Entries supplied =>
- - - -
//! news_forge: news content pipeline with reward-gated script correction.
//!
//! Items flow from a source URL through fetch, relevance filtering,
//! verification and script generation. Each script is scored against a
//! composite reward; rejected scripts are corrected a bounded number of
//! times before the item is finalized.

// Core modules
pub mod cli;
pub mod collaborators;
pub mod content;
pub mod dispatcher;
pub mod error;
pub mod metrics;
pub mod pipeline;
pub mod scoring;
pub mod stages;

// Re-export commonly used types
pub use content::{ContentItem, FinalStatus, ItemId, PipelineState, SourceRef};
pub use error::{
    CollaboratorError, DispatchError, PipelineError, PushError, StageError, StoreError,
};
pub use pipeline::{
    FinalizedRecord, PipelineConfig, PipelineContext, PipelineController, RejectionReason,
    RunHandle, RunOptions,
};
- - - -
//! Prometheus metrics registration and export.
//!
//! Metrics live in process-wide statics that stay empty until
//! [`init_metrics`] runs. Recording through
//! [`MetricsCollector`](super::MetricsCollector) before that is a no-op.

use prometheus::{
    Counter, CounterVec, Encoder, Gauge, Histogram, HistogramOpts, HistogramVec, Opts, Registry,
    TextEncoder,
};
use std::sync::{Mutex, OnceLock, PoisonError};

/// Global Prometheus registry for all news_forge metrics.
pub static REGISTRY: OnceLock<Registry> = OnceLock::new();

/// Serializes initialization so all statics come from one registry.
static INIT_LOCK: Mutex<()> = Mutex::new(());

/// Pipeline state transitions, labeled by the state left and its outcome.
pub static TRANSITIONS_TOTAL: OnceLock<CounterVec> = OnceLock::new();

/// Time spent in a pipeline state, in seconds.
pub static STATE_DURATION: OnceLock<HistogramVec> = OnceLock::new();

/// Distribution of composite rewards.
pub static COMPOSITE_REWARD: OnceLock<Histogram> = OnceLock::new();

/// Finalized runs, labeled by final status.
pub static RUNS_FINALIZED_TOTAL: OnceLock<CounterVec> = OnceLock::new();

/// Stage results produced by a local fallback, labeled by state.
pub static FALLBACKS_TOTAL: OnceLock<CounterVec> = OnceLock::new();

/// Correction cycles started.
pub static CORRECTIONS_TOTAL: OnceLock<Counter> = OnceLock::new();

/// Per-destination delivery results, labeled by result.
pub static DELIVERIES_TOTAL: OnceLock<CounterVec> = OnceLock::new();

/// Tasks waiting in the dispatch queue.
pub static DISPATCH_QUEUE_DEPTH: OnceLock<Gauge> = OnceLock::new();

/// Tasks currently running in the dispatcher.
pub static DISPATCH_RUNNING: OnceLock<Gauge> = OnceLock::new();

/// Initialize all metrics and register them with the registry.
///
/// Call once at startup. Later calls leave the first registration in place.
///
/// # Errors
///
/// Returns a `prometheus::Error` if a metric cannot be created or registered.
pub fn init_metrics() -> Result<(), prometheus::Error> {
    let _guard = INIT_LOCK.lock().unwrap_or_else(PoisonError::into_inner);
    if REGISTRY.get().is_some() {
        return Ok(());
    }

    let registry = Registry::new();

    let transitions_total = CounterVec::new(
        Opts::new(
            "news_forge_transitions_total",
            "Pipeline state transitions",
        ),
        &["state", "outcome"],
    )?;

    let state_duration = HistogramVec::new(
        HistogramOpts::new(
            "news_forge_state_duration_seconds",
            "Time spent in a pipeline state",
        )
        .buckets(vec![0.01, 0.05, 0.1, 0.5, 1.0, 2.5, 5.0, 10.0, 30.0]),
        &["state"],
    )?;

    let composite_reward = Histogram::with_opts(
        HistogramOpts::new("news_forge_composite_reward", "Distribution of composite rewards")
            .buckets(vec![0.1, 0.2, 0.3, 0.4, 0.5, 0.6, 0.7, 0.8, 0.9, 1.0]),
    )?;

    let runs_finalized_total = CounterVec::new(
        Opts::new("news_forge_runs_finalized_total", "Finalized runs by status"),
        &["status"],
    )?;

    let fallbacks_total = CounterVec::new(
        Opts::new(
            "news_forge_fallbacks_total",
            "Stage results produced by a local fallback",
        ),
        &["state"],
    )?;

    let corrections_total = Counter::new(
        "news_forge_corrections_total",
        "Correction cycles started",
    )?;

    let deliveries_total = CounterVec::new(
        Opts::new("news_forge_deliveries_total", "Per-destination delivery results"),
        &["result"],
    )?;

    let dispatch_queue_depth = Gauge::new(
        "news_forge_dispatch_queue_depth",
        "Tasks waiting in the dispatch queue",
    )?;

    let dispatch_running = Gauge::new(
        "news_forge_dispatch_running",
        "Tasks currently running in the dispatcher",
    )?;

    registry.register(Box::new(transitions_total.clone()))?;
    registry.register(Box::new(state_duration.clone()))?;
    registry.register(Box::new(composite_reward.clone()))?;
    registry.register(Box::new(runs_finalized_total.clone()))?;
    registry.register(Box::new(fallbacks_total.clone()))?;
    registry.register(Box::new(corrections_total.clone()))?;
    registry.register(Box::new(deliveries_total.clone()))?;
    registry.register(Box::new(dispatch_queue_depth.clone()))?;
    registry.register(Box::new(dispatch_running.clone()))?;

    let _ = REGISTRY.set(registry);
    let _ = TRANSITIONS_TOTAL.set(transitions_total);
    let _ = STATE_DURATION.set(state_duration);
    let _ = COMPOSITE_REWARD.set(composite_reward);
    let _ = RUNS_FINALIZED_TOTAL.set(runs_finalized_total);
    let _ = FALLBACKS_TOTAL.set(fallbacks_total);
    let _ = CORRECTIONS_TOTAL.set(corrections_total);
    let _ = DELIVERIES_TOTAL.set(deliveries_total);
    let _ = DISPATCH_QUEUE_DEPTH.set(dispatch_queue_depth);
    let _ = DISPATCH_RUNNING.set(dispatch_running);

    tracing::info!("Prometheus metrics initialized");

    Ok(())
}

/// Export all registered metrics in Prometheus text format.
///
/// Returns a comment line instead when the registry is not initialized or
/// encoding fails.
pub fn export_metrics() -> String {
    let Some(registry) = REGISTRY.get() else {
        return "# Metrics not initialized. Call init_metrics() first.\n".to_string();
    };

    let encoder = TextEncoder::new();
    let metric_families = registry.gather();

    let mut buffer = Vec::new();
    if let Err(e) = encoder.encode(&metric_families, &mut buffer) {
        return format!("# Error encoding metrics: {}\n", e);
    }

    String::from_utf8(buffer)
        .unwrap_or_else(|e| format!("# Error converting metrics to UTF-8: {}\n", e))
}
- - - -
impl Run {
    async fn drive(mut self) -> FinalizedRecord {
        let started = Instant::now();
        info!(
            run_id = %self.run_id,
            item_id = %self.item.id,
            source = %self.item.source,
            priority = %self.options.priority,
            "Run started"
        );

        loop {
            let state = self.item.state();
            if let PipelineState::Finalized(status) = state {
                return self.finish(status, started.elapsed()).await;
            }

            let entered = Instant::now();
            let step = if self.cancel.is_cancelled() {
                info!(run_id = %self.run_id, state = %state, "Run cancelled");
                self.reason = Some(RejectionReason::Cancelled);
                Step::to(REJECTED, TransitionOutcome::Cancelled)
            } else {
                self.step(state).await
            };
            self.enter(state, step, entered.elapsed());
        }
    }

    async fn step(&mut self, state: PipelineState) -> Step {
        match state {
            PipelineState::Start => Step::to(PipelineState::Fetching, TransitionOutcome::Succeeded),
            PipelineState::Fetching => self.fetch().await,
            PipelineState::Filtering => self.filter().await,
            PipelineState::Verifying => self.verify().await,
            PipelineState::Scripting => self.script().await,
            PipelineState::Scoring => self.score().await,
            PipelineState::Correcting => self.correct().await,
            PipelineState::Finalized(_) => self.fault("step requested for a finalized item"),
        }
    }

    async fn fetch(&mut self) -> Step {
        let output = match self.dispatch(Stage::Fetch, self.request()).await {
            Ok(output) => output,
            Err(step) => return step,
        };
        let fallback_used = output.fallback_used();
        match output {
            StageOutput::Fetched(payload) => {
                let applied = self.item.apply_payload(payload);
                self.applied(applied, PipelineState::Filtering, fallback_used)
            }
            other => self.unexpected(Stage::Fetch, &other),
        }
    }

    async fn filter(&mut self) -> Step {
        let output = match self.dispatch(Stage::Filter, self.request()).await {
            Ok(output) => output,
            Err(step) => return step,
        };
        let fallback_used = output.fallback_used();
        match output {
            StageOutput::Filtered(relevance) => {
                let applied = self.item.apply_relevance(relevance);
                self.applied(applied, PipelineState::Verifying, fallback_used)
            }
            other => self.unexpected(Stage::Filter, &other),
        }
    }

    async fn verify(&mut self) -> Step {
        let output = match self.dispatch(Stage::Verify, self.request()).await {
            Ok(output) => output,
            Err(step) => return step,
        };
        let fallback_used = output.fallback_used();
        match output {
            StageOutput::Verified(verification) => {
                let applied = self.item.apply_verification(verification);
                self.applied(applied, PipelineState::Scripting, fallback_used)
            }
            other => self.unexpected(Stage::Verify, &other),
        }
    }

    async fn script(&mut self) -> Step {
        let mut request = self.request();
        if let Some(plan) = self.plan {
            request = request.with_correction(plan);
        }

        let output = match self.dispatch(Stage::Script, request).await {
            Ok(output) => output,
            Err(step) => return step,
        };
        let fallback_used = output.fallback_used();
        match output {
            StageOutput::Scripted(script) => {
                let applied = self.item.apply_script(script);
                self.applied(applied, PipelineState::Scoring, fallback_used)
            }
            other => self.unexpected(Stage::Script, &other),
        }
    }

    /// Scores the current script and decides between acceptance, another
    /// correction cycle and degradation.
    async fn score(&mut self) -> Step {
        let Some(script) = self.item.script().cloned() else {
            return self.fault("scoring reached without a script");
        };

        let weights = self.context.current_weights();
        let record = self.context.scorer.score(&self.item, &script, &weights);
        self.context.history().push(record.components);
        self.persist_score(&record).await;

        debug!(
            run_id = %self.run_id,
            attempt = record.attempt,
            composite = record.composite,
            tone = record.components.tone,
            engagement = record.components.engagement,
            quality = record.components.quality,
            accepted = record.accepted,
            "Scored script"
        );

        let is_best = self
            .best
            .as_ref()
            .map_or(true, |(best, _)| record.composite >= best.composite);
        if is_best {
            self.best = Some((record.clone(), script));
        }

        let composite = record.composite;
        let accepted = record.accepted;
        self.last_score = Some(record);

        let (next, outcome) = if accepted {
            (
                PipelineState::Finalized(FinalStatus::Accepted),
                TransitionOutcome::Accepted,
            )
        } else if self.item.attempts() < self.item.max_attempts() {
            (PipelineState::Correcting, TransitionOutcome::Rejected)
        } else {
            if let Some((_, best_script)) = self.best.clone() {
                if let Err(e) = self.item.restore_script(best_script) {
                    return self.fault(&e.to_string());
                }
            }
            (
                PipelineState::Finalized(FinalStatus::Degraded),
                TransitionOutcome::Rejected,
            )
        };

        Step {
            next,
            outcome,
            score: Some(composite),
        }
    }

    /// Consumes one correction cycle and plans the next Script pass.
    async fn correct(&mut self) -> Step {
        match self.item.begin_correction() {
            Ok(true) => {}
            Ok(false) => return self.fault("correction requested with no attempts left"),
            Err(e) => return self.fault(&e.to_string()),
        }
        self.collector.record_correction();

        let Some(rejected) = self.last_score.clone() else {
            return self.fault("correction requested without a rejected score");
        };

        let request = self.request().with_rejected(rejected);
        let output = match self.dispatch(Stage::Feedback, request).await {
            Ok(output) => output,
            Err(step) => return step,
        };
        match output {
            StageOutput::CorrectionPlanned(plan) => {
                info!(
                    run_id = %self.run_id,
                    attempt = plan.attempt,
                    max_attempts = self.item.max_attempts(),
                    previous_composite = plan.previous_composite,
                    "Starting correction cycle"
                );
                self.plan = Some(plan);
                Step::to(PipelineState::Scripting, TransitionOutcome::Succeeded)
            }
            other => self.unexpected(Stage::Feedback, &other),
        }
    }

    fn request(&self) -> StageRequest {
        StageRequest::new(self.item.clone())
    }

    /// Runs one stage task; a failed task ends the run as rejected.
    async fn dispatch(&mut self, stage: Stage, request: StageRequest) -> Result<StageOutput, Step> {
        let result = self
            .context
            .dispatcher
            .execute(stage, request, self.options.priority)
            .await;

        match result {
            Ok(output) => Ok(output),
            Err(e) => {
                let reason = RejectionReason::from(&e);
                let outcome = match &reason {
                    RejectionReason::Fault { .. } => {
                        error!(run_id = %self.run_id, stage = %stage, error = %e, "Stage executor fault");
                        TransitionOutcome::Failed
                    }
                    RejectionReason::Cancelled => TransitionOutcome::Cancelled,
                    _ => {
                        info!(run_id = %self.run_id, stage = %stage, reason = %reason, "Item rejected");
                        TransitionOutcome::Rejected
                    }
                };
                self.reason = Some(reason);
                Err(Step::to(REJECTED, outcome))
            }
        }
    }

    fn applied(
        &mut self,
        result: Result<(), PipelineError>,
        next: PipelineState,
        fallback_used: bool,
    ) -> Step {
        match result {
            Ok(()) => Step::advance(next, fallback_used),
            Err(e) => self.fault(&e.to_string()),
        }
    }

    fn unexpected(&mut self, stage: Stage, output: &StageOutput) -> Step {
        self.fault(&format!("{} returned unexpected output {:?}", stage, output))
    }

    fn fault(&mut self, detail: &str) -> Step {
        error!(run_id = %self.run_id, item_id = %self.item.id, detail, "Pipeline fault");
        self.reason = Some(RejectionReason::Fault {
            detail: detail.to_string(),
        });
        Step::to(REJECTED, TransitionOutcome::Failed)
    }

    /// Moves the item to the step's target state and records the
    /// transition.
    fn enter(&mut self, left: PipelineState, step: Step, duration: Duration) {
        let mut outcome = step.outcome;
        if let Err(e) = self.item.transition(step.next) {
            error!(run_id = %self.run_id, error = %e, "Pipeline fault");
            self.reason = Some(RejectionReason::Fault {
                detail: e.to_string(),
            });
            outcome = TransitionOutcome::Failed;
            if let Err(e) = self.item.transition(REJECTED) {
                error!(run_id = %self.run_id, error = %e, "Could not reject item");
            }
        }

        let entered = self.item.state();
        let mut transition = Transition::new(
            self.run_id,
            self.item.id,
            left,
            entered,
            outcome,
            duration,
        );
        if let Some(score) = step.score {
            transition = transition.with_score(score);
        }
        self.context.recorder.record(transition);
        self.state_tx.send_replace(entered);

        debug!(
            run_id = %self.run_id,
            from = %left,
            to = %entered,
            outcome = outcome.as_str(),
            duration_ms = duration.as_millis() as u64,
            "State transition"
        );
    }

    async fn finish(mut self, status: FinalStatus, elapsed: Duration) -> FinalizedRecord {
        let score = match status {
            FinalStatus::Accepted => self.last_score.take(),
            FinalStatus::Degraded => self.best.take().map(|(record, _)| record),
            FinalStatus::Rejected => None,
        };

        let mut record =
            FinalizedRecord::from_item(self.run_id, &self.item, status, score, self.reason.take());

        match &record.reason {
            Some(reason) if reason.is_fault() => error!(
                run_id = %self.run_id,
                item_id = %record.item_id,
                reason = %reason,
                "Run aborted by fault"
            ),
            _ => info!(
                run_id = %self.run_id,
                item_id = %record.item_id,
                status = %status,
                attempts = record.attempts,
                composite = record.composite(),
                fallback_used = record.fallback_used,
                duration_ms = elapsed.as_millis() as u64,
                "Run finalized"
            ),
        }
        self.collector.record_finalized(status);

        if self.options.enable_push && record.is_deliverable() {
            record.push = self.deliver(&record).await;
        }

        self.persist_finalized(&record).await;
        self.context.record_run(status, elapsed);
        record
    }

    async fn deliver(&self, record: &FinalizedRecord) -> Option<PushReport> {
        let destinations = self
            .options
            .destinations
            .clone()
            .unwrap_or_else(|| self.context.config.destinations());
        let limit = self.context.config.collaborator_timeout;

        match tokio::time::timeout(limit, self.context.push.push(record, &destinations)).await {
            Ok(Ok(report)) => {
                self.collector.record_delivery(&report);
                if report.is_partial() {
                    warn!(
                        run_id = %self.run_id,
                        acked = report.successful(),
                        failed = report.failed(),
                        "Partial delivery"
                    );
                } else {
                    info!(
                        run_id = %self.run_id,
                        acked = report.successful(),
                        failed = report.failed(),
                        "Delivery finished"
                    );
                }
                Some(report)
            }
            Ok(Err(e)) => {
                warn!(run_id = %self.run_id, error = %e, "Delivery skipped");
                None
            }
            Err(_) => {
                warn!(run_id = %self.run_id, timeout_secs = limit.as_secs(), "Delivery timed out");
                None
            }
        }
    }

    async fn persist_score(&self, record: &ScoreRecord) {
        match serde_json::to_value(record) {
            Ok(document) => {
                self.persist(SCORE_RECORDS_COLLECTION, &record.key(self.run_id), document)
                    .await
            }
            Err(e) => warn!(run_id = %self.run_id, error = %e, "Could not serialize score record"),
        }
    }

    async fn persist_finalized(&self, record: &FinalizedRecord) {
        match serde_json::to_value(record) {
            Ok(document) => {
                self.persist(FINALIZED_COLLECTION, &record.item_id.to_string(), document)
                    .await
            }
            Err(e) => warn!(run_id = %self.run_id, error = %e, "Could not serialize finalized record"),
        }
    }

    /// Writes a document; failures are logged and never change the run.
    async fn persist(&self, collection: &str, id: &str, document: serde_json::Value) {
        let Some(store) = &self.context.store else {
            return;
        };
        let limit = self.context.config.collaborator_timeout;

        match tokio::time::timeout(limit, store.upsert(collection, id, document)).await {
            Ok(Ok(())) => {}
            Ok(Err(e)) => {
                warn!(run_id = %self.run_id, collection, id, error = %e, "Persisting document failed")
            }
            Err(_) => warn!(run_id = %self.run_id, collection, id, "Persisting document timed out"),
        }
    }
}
- - - -
Task details =>
The answer must be a single number: how many lines in the data contain the string "before"?

Exercise output =>
2